Religion, Violence & Political Mobilization in South Asia
Ed. Ravinder Kaur. 
Sage.
Pages 228. Rs 280.

SOUTH Asia has almost always been in the vortex of tumultuous change propelled largely by its rather complex and competitive networks of ethnic and religious social configurations. Post 9/11, however, the region has emerged as a critical landscape with serious global security implications in the background of US-led war against terror.

The incident of 9/11 actually changed the very lexicon of domestic and international security agencies with the US finally waking up to the reality of, what one may refer to as, the phenomenon of ‘globalisation of terror’. That is, what happens in Gujarat or Karachi has a bearing not just on the region and its fragile immediate geopolitical environments but its reverberations could be felt across the world creating newer fissures and fault lines and delineating new lines of axes of alignment or the review of the existing one. This is perhaps the reason why the issue of ethnic and communal violence in countries like India and its neighbours becomes a matter of greater international concern as it grows beyond its domestic boundaries in its implications.

This edited volume by sociologist Ravinder Kaur grew out of a workshop on the theme ‘religious mobilisation and organisation of violence’ in the aftermath of the 2002 Gujarat pogrom. The volume attempts to debunk some of the myths about crowd-violence and its much articulated understanding as an episodic ‘spontaneous outbursts of emotions’ executed by some unorganised hoodlums in their momentary loss of collective wisdom.

In her introductory essay Kaur challenges these simplistic understandings in the light of what happened in Gujarat in the year 2002 and else where. The essay brings forth the macabre design behind such communal mobilisations and its pre-meditated nature in which the majority community, especially its intolerant and unapologetic middle class, indulges in violence to terrorise the minority in to accepting their secondary status and the state machinery becomes not just a facilitator but a party in such an attempt.
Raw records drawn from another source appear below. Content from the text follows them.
//! Typed Prompter
//!
//! Thin layer over `PromptSession` that runs one prompt per call and hands
//! back answers as plain Rust types instead of JSON values.

use serde_json::Value;
use tracing::debug;

use super::config::{Choice, EngineConfig, PromptConfig};
use super::error::{ConfigError, PromptError};
use super::session::{Outcome, PromptMode, PromptSession};
use super::terminal::TerminalHandle;

pub struct Prompter {
    session: PromptSession,
}

impl Prompter {
    /// Prompter over the process terminal, configured from `PROMPTER_CONFIG`
    pub fn stdio() -> Result<Self, ConfigError> {
        let engine = EngineConfig::from_env()?;
        Ok(Self::with_session(PromptSession::new(TerminalHandle::stdio(), engine)))
    }

    pub fn with_session(session: PromptSession) -> Self {
        Self { session }
    }

    pub fn session(&mut self) -> &mut PromptSession {
        &mut self.session
    }

    pub async fn text(&mut self, config: &PromptConfig) -> Result<Outcome<String>, PromptError> {
        let outcome = self.session.run(config, PromptMode::Text).await?;
        Ok(outcome.map(into_string))
    }

    /// `None` when the prompt was optional and left empty
    pub async fn number(&mut self, config: &PromptConfig) -> Result<Outcome<Option<f64>>, PromptError> {
        let outcome = self.session.run(config, PromptMode::Number).await?;
        Ok(outcome.map(|value| value.as_f64()))
    }

    pub async fn password(&mut self, config: &PromptConfig) -> Result<Outcome<String>, PromptError> {
        let outcome = self.session.run(config, PromptMode::Password).await?;
        Ok(outcome.map(into_string))
    }

    pub async fn confirm(&mut self, config: &PromptConfig) -> Result<Outcome<bool>, PromptError> {
        let outcome = self.session.run(config, PromptMode::Confirm).await?;
        Ok(outcome.map(|value| value.as_bool().unwrap_or(false)))
    }

    /// Pick one choice. The picked choice's action, if any, runs before this
    /// returns.
    pub async fn select(
        &mut self,
        config: &PromptConfig,
        choices: Vec<Choice>,
    ) -> Result<Outcome<String>, PromptError> {
        let outcome = self
            .session
            .run(config, PromptMode::Select(choices.clone()))
            .await?
            .map(into_string);

        if let Outcome::Submitted(id) = &outcome {
            if let Some(choice) = choices.iter().find(|choice| &choice.id == id) {
                if choice.has_action() {
                    debug!(id = %choice.id, "running choice action");
                    choice.run_action().await;
                }
            }
        }
        Ok(outcome)
    }

    /// Pick any number of choices; ids come back in list order
    pub async fn multiselect(
        &mut self,
        config: &PromptConfig,
        choices: Vec<Choice>,
    ) -> Result<Outcome<Vec<String>>, PromptError> {
        let outcome = self.session.run(config, PromptMode::MultiSelect(choices)).await?;
        Ok(outcome.map(|value| match value {
            Value::Array(ids) => ids.into_iter().map(into_string).collect(),
            _ => Vec::new(),
        }))
    }
}

fn into_string(value: Value) -> String {
    match value {
        Value::String(s) => s,
        other => other.to_string(),
    }
}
The anthology draws from varied ethnographic locations such as Karachi, Aligarh, Amritsar and Ahmedabad to underscore the comparative local complexities to provide a broader understanding of the phenomenon of religion-based communal violence. Paul Brass, for example, locating his study of Hindu-Muslim violence in Aligarh, a site of historical baggage as the seat of Muslim separatism and hence referred by the Hindu communal forces as ‘mini Pakistan’ builds on his early work to highlight the institutional and organised nature of violence as reflected through riots and to show how historical consciousness and teleology of Hindu nationalism maps out the contemporary discourse on Hindu-Muslim violence.

Jan Breman’s essay focuses on the theme of communal violence as a Darwinian process of social selection. Based on his years of engagement with the textile mills industry in Gujarat he tracks the journey of the rise and the fall of the industry in Ahmedabad leading to erosion of inter-communal networks and the polarisation of labour force on religious lines and the subsequent role of Hindutava movement in stoking the communal fire.
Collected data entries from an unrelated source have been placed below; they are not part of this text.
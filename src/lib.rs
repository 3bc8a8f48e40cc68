//! Prompter - interactive command-line prompts
//!
//! This library asks the user for values in the terminal: free text, numbers,
//! passwords, yes/no confirmations and choices from a list. Each prompt is
//! redrawn in place as the user types and collapses to a one-line summary
//! once answered.
//!
//! # Features
//!
//! - **Line Editing**: Cursor movement, forward delete, masked input, placeholders and defaults
//! - **Lists**: Single and multiple selection with wraparound, digit shortcuts and disabled entries
//! - **Validation**: Required check, pluggable schema and sync or async validator callbacks
//! - **Cancellation**: Ctrl+C or Ctrl+D ends a prompt, even while validation is pending
//! - **Fallback**: Line-based input when stdin is not a terminal
//!
//! # Quick Start
//!
//! ```rust,no_run
//! use prompter::{Choice, Outcome, PromptConfig, Prompter};
//!
//! # async fn run() -> Result<(), Box<dyn std::error::Error>> {
//! let mut prompter = Prompter::stdio()?;
//!
//! let path = prompter
//!     .text(&PromptConfig::new("Where should we create your project?").with_default("./my-app"))
//!     .await?;
//!
//! let choices = vec![Choice::new("bare", "Bare"), Choice::new("ssr", "SSR")];
//! if let Outcome::Submitted(template) = prompter.select(&PromptConfig::new("Template"), choices).await? {
//!     println!("{path:?} with {template}");
//! }
//! # Ok(())
//! # }
//! ```
//!
//! Answers come back as `Outcome::Submitted(value)` or `Outcome::Cancelled`;
//! only terminal failures and malformed choice lists are errors.

pub mod cli;

// Re-export commonly used types for convenience
pub use cli::{
    Choice, EngineConfig, Outcome, PromptConfig, PromptError, PromptMode, PromptSession, Prompter,
    TerminalHandle, Validator,
};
Dipankar Gupta, on the other hand, in his essay makes a distinction between the communal and ethnic conflict in the backdrop of his ethnographic work with the Shiv Sena and the militancy in Punjab suggesting that the use of ‘communal’ as a prefix to Hindu-Muslim riots is inappropriate as it is essentially ethnic in nature for it involves the element of allegiance to the nation state.
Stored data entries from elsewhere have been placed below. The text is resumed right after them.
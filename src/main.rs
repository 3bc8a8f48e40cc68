//! Prompter - Demo Entry Point
//!
//! Walks through a project-setup flow using every prompt kind. Pass a prompt
//! kind (`text`, `number`, `password`, `confirm`, `select`, `multiselect`) as
//! the first argument to run just that one.

use std::env;
use std::process;

use prompter::cli::ConfigError;
use prompter::{Choice, Outcome, PromptConfig, PromptError, Prompter, Validator};
use serde_json::Value;
use tracing_subscriber::EnvFilter;

#[derive(Debug)]
enum DemoError {
    Config(ConfigError),
    Prompt(PromptError),
    Cancelled,
    UnknownKind(String),
}

impl From<ConfigError> for DemoError {
    fn from(e: ConfigError) -> Self {
        DemoError::Config(e)
    }
}

impl From<PromptError> for DemoError {
    fn from(e: PromptError) -> Self {
        DemoError::Prompt(e)
    }
}

#[tokio::main]
async fn main() {
    tracing_subscriber::fmt()
        .with_env_filter(EnvFilter::try_from_default_env().unwrap_or_else(|_| EnvFilter::new("warn")))
        .with_writer(std::io::stderr)
        .init();

    let kind = env::args().nth(1);

    // Exit explicitly: a pending stdin read would otherwise hold the runtime open
    match run_demo(kind.as_deref()).await {
        Ok(()) => process::exit(0),
        Err(DemoError::Cancelled) => {
            eprintln!("Operation cancelled.");
            process::exit(1);
        }
        Err(DemoError::UnknownKind(kind)) => {
            eprintln!("ERROR: unknown prompt kind '{}'", kind);
            eprintln!("Expected one of: text, number, password, confirm, select, multiselect");
            process::exit(2);
        }
        Err(DemoError::Config(e)) => {
            eprintln!("ERROR: {}", e);
            process::exit(1);
        }
        Err(DemoError::Prompt(e)) => {
            eprintln!("ERROR: {}", e);
            eprintln!("Please check your terminal compatibility and try again.");
            process::exit(1);
        }
    }
}

/// Unwrap an answer, turning a cancel into an early return
fn answered<T>(outcome: Outcome<T>) -> Result<T, DemoError> {
    outcome.submitted().ok_or(DemoError::Cancelled)
}

async fn run_demo(kind: Option<&str>) -> Result<(), DemoError> {
    let mut prompter = Prompter::stdio()?;

    match kind {
        None => run_setup_flow(&mut prompter).await,
        Some("text") => {
            let path = answered(prompter.text(&path_prompt()).await?)?;
            println!("{}", path);
            Ok(())
        }
        Some("number") => {
            let port = answered(prompter.number(&port_prompt()).await?)?;
            println!("{}", port.map_or_else(String::new, |p| p.to_string()));
            Ok(())
        }
        Some("password") => {
            let token = answered(prompter.password(&token_prompt()).await?)?;
            println!("{} characters", token.chars().count());
            Ok(())
        }
        Some("confirm") => {
            let install = answered(prompter.confirm(&install_prompt()).await?)?;
            println!("{}", install);
            Ok(())
        }
        Some("select") => {
            let template = answered(prompter.select(&PromptConfig::new("Which template?"), templates()).await?)?;
            println!("{}", template);
            Ok(())
        }
        Some("multiselect") => {
            let features =
                answered(prompter.multiselect(&PromptConfig::new("Which features?"), features()).await?)?;
            println!("{}", features.join(", "));
            Ok(())
        }
        Some(other) => Err(DemoError::UnknownKind(other.to_string())),
    }
}

async fn run_setup_flow(prompter: &mut Prompter) -> Result<(), DemoError> {
    let path = answered(prompter.text(&path_prompt()).await?)?;

    let template = answered(
        prompter
            .select(
                &PromptConfig::new("Which template would you like to use?").with_default("bare"),
                templates(),
            )
            .await?,
    )?;

    let features = answered(
        prompter
            .multiselect(
                &PromptConfig::new("Which features should be included?")
                    .with_default(serde_json::json!(["typescript"])),
                features(),
            )
            .await?,
    )?;

    let port = answered(prompter.number(&port_prompt()).await?)?;
    let install = answered(prompter.confirm(&install_prompt()).await?)?;
    let token = answered(prompter.password(&token_prompt()).await?)?;

    println!();
    println!("Project:  {}", path);
    println!("Template: {}", template);
    println!("Features: {}", if features.is_empty() { "none".to_string() } else { features.join(", ") });
    if let Some(port) = port {
        println!("Port:     {}", port);
    }
    println!("Install:  {}", if install { "yes" } else { "no" });
    println!("Token:    {}", if token.is_empty() { "not set" } else { "set" });
    Ok(())
}

fn path_prompt() -> PromptConfig {
    PromptConfig::new("Where should we create your project?")
        .with_default("./sparkling-solid")
        .with_schema(|value: &Value| match value.as_str() {
            Some(path) if path.trim().is_empty() => vec!["Path cannot be blank.".to_string()],
            _ => Vec::new(),
        })
}

fn port_prompt() -> PromptConfig {
    let in_range = Validator::sync(|value: &Value| match value.as_f64() {
        Some(port) if port.fract() == 0.0 && (1.0..=65535.0).contains(&port) => Ok(()),
        Some(_) => Err("Port must be a whole number between 1 and 65535.".to_string()),
        None => Ok(()),
    });
    PromptConfig::new("Dev server port")
        .with_placeholder("3000")
        .required(false)
        .with_validator(in_range)
}

fn install_prompt() -> PromptConfig {
    PromptConfig::new("Install dependencies now?").with_default(true)
}

fn token_prompt() -> PromptConfig {
    PromptConfig::new("Deploy token")
        .with_hint("(leave empty to skip)")
        .required(false)
}

fn templates() -> Vec<Choice> {
    vec![
        Choice::new("bare", "Bare").with_hint("minimal starter"),
        Choice::new("router", "With router"),
        Choice::new("tailwind", "With Tailwind CSS"),
        Choice::new("ssr", "Server-side rendering").disabled(),
    ]
}

fn features() -> Vec<Choice> {
    vec![
        Choice::new("typescript", "TypeScript"),
        Choice::new("eslint", "ESLint"),
        Choice::new("prettier", "Prettier"),
        Choice::new("vitest", "Vitest").with_hint("unit tests"),
    ]
}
Thomas Blom Hansen underlines the pathologies arising out of fractured sovereignty as produced in post colonial India. Essays by Ian Talbot and Oskar Verkaaik provide insights in to how Pakistan as another crucial part of south Asia has been the victim of a similar set of conditions where the historical ambivalence of the Pakistani state with regard to its secular vs. secular credentials has led to violent and worsening inter-ethnic strife.

The book provides an in-depth understanding of the dynamics of religio-ethnic political mobilisation in South Asia and its larger implications and connectivity with the global security. It’s a must reading to unravel the multi-layered intricacies of the violent events unfolding around us in our own backyard and in our neighbouring societies like Pakistan, Sri Lanka, Nepal and of course Afghanistan.